The listing that follows is to be output in full and without change.

┄┄┄┄┄┄┄┄┄┄┄┄┄┄┄┄┄┄┄┄

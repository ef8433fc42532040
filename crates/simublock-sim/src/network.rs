//! Simulated delayed multicast between nodes.
//!
//! The network never touches a ledger. It sleeps for an independently drawn
//! delay per recipient and then drops the block into that node's inbox; the
//! node applies it from its own task.

use crate::config::NetworkConfig;
use rand::{rngs::StdRng, Rng, SeedableRng};
use serde::Serialize;
use simublock_core::{hash_hex, Block};
use std::sync::{Arc, Mutex, PoisonError};
use std::time::Duration;
use tokio::sync::mpsc;
use tokio::task::JoinSet;
use tokio::time::{sleep, Instant};
use tracing::{debug, trace};

pub type NodeId = usize;

/// A block handed to one node's inbox.
#[derive(Debug, Clone)]
pub struct Delivery {
    pub from: NodeId,
    pub block: Block,
}

/// Timing of one broadcast call.
#[derive(Debug, Clone, Copy, PartialEq, Eq, Serialize)]
pub struct Propagation {
    pub block_index: u64,
    pub sender: NodeId,
    pub duration: Duration,
}

/// Append-only record of broadcast timings, shared with whoever reports on them.
#[derive(Debug, Clone, Default)]
pub struct PropagationLog {
    entries: Arc<Mutex<Vec<Propagation>>>,
}

impl PropagationLog {
    pub fn record(&self, entry: Propagation) {
        self.entries
            .lock()
            .unwrap_or_else(PoisonError::into_inner)
            .push(entry);
    }

    pub fn snapshot(&self) -> Vec<Propagation> {
        self.entries
            .lock()
            .unwrap_or_else(PoisonError::into_inner)
            .clone()
    }

    pub fn len(&self) -> usize {
        self.entries
            .lock()
            .unwrap_or_else(PoisonError::into_inner)
            .len()
    }

    pub fn is_empty(&self) -> bool {
        self.len() == 0
    }

    pub fn total(&self) -> Duration {
        self.snapshot().iter().map(|p| p.duration).sum()
    }

    /// Mean broadcast span, `None` before the first broadcast.
    pub fn average(&self) -> Option<Duration> {
        let entries = self.snapshot();
        if entries.is_empty() {
            return None;
        }
        let total: Duration = entries.iter().map(|p| p.duration).sum();
        Some(total / entries.len() as u32)
    }
}

pub struct Network {
    peers: Vec<(NodeId, mpsc::UnboundedSender<Delivery>)>,
    min_delay: Duration,
    max_delay: Duration,
    include_sender: bool,
    parallel: bool,
    rng: Mutex<StdRng>,
    log: PropagationLog,
}

impl Network {
    pub fn new(config: &NetworkConfig, seed: Option<u64>) -> Self {
        let (min_delay, max_delay) = config.delay_bounds();
        let rng = match seed {
            Some(seed) => StdRng::seed_from_u64(seed),
            None => StdRng::from_entropy(),
        };
        Self {
            peers: Vec::new(),
            min_delay,
            max_delay,
            include_sender: config.include_sender,
            parallel: config.parallel_delivery,
            rng: Mutex::new(rng),
            log: PropagationLog::default(),
        }
    }

    /// Add a node and hand back the inbox it reads deliveries from.
    pub fn register(&mut self, id: NodeId) -> mpsc::UnboundedReceiver<Delivery> {
        let (tx, rx) = mpsc::unbounded_channel();
        self.peers.push((id, tx));
        rx
    }

    pub fn peer_count(&self) -> usize {
        self.peers.len()
    }

    pub fn delivers_to_sender(&self) -> bool {
        self.include_sender
    }

    pub fn log(&self) -> PropagationLog {
        self.log.clone()
    }

    fn sample_delay(&self) -> Duration {
        let min = self.min_delay.as_micros() as u64;
        let max = self.max_delay.as_micros() as u64;
        let micros = self
            .rng
            .lock()
            .unwrap_or_else(PoisonError::into_inner)
            .gen_range(min..=max);
        Duration::from_micros(micros)
    }

    fn recipients(&self, sender: NodeId) -> impl Iterator<Item = &(NodeId, mpsc::UnboundedSender<Delivery>)> {
        let include_sender = self.include_sender;
        self.peers
            .iter()
            .filter(move |(id, _)| include_sender || *id != sender)
    }

    /// Deliver `block` to every recipient after its own random delay and
    /// record how long the whole call took.
    ///
    /// Sequential by default: each delay is slept in turn, so the caller is
    /// held for their sum. With parallel delivery the delays overlap and the
    /// call lasts as long as the slowest one.
    pub async fn broadcast(&self, block: &Block, sender: NodeId) -> Duration {
        let started = Instant::now();
        debug!(
            node = sender,
            index = block.index(),
            hash = %hash_hex(&block.hash),
            "broadcasting block"
        );

        if self.parallel {
            let mut deliveries = JoinSet::new();
            for (id, inbox) in self.recipients(sender) {
                let delay = self.sample_delay();
                let inbox = inbox.clone();
                let delivery = Delivery {
                    from: sender,
                    block: block.clone(),
                };
                let id = *id;
                deliveries.spawn(async move {
                    sleep(delay).await;
                    deliver(id, &inbox, delivery);
                });
            }
            while deliveries.join_next().await.is_some() {}
        } else {
            for (id, inbox) in self.recipients(sender) {
                sleep(self.sample_delay()).await;
                deliver(
                    *id,
                    inbox,
                    Delivery {
                        from: sender,
                        block: block.clone(),
                    },
                );
            }
        }

        let duration = started.elapsed();
        self.log.record(Propagation {
            block_index: block.index(),
            sender,
            duration,
        });
        duration
    }
}

fn deliver(id: NodeId, inbox: &mpsc::UnboundedSender<Delivery>, delivery: Delivery) {
    if inbox.send(delivery).is_err() {
        // The node's task is gone; nothing left to update.
        trace!(node = id, "dropping delivery to stopped node");
    }
}
//! Multi-node proof-of-work network simulation.
//!
//! Every node runs its own mining loop on its own task and owns its own
//! ledger. Blocks travel only through the [`network::Network`], which delays
//! each delivery independently. Nodes are honest (publish at once) or selfish
//! (withhold, then release in a burst). Ledgers accept strictly by parent
//! hash with no fork choice, so released blocks that no longer fit a peer's
//! tip are simply dropped there and the chains stay forked.

pub mod config;
pub mod control;
pub mod driver;
pub mod error;
pub mod events;
pub mod metrics;
pub mod network;
pub mod node;

pub use config::{NetworkConfig, Role, SimConfig};
pub use control::SimulationControl;
pub use driver::Simulation;
pub use error::SimError;
pub use events::SimEvent;
pub use metrics::{RunMetrics, SimulationReport};
pub use network::{Network, NodeId, PropagationLog};
pub use node::{Node, NodeReport, NodeSettings, NodeStats};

┄┄┄┄┄┄┄┄┄┄┄┄┄┄┄┄┄┄┄┄

### [Finished task]
repository ef8433fc42532040
filename crates/simublock-sim/src/network.rs
//! Simulated delayed multicast between nodes.
//!
//! The network never touches a ledger. It sleeps for an independently drawn
//! delay per recipient and then drops the block into that node's inbox; the
//! node applies it from its own task.

use crate::config::NetworkConfig;
use rand::{rngs::StdRng, Rng, SeedableRng};
use serde::Serialize;
use simublock_core::{hash_hex, Block};
use std::sync::{Arc, Mutex, PoisonError};
use std::time::Duration;
use tokio::sync::mpsc;
use tokio::task::JoinSet;
use tokio::time::{sleep, Instant};
use tracing::{debug, trace};

pub type NodeId = usize;

/// A block handed to one node's inbox.
#[derive(Debug, Clone)]
pub struct Delivery {
    pub from: NodeId,
    pub block: Block,
}

/// Timing of one broadcast call.
#[derive(Debug, Clone, Copy, PartialEq, Eq, Serialize)]
pub struct Propagation {
    pub block_index: u64,
    pub sender: NodeId,
    pub duration: Duration,
}

/// Append-only record of broadcast timings, shared with whoever reports on them.
#[derive(Debug, Clone, Default)]
pub struct PropagationLog {
    entries: Arc<Mutex<Vec<Propagation>>>,
}

impl PropagationLog {
    pub fn record(&self, entry: Propagation) {
        self.entries
            .lock()
            .unwrap_or_else(PoisonError::into_inner)
            .push(entry);
    }

    pub fn snapshot(&self) -> Vec<Propagation> {
        self.entries
            .lock()
            .unwrap_or_else(PoisonError::into_inner)
            .clone()
    }

    pub fn len(&self) -> usize {
        self.entries
            .lock()
            .unwrap_or_else(PoisonError::into_inner)
            .len()
    }

    pub fn is_empty(&self) -> bool {
        self.len() == 0
    }

    pub fn total(&self) -> Duration {
        self.snapshot().iter().map(|p| p.duration).sum()
    }

    /// Mean broadcast span, `None` before the first broadcast.
    pub fn average(&self) -> Option<Duration> {
        let entries = self.snapshot();
        if entries.is_empty() {
            return None;
        }
        let total: Duration = entries.iter().map(|p| p.duration).sum();
        Some(total / entries.len() as u32)
    }
}

pub struct Network {
    peers: Vec<(NodeId, mpsc::UnboundedSender<Delivery>)>,
    min_delay: Duration,
    max_delay: Duration,
    include_sender: bool,
    parallel: bool,
    rng: Mutex<StdRng>,
    log: PropagationLog,
}

impl Network {
    pub fn new(config: &NetworkConfig, seed: Option<u64>) -> Self {
        let (min_delay, max_delay) = config.delay_bounds();
        let rng = match seed {
            Some(seed) => StdRng::seed_from_u64(seed),
            None => StdRng::from_entropy(),
        };
        Self {
            peers: Vec::new(),
            min_delay,
            max_delay,
            include_sender: config.include_sender,
            parallel: config.parallel_delivery,
            rng: Mutex::new(rng),
            log: PropagationLog::default(),
        }
    }

    /// Add a node and hand back the inbox it reads deliveries from.
    pub fn register(&mut self, id: NodeId) -> mpsc::UnboundedReceiver<Delivery> {
        let (tx, rx) = mpsc::unbounded_channel();
        self.peers.push((id, tx));
        rx
    }

    pub fn peer_count(&self) -> usize {
        self.peers.len()
    }

    pub fn delivers_to_sender(&self) -> bool {
        self.include_sender
    }

    pub fn log(&self) -> PropagationLog {
        self.log.clone()
    }

    fn sample_delay(&self) -> Duration {
        let min = self.min_delay.as_micros() as u64;
        let max = self.max_delay.as_micros() as u64;
        let micros = self
            .rng
            .lock()
            .unwrap_or_else(PoisonError::into_inner)
            .gen_range(min..=max);
        Duration::from_micros(micros)
    }

    fn recipients(&self, sender: NodeId) -> impl Iterator<Item = &(NodeId, mpsc::UnboundedSender<Delivery>)> {
        let include_sender = self.include_sender;
        self.peers
            .iter()
            .filter(move |(id, _)| include_sender || *id != sender)
    }

    /// Deliver `block` to every recipient after its own random delay and
    /// record how long the whole call took.
    ///
    /// Sequential by default: each delay is slept in turn, so the caller is
    /// held for their sum. With parallel delivery the delays overlap and the
    /// call lasts as long as the slowest one.
    pub async fn broadcast(&self, block: &Block, sender: NodeId) -> Duration {
        let started = Instant::now();
        debug!(
            node = sender,
            index = block.index(),
            hash = %hash_hex(&block.hash),
            "broadcasting block"
        );

        if self.parallel {
            let mut deliveries = JoinSet::new();
            for (id, inbox) in self.recipients(sender) {
                let delay = self.sample_delay();
                let inbox = inbox.clone();
                let delivery = Delivery {
                    from: sender,
                    block: block.clone(),
                };
                let id = *id;
                deliveries.spawn(async move {
                    sleep(delay).await;
                    deliver(id, &inbox, delivery);
                });
            }
            while deliveries.join_next().await.is_some() {}
        } else {
            for (id, inbox) in self.recipients(sender) {
                sleep(self.sample_delay()).await;
                deliver(
                    *id,
                    inbox,
                    Delivery {
                        from: sender,
                        block: block.clone(),
                    },
                );
            }
        }

        let duration = started.elapsed();
        self.log.record(Propagation {
            block_index: block.index(),
            sender,
            duration,
        });
        duration
    }
}

fn deliver(id: NodeId, inbox: &mpsc::UnboundedSender<Delivery>, delivery: Delivery) {
    if inbox.send(delivery).is_err() {
        // The node's task is gone; nothing left to update.
        trace!(node = id, "dropping delivery to stopped node");
    }
}
//! Multi-node proof-of-work network simulation.
//!
//! Every node runs its own mining loop on its own task and owns its own
//! ledger. Blocks travel only through the [`network::Network`], which delays
//! each delivery independently. Nodes are honest (publish at once) or selfish
//! (withhold, then release in a burst). Ledgers accept strictly by parent
//! hash with no fork choice, so released blocks that no longer fit a peer's
//! tip are simply dropped there and the chains stay forked.

pub mod config;
pub mod control;
pub mod driver;
pub mod error;
pub mod events;
pub mod metrics;
pub mod network;
pub mod node;

pub use config::{NetworkConfig, Role, SimConfig};
pub use control::SimulationControl;
pub use driver::Simulation;
pub use error::SimError;
pub use events::SimEvent;
pub use metrics::{RunMetrics, SimulationReport};
pub use network::{Network, NodeId, PropagationLog};
pub use node::{Node, NodeReport, NodeSettings, NodeStats};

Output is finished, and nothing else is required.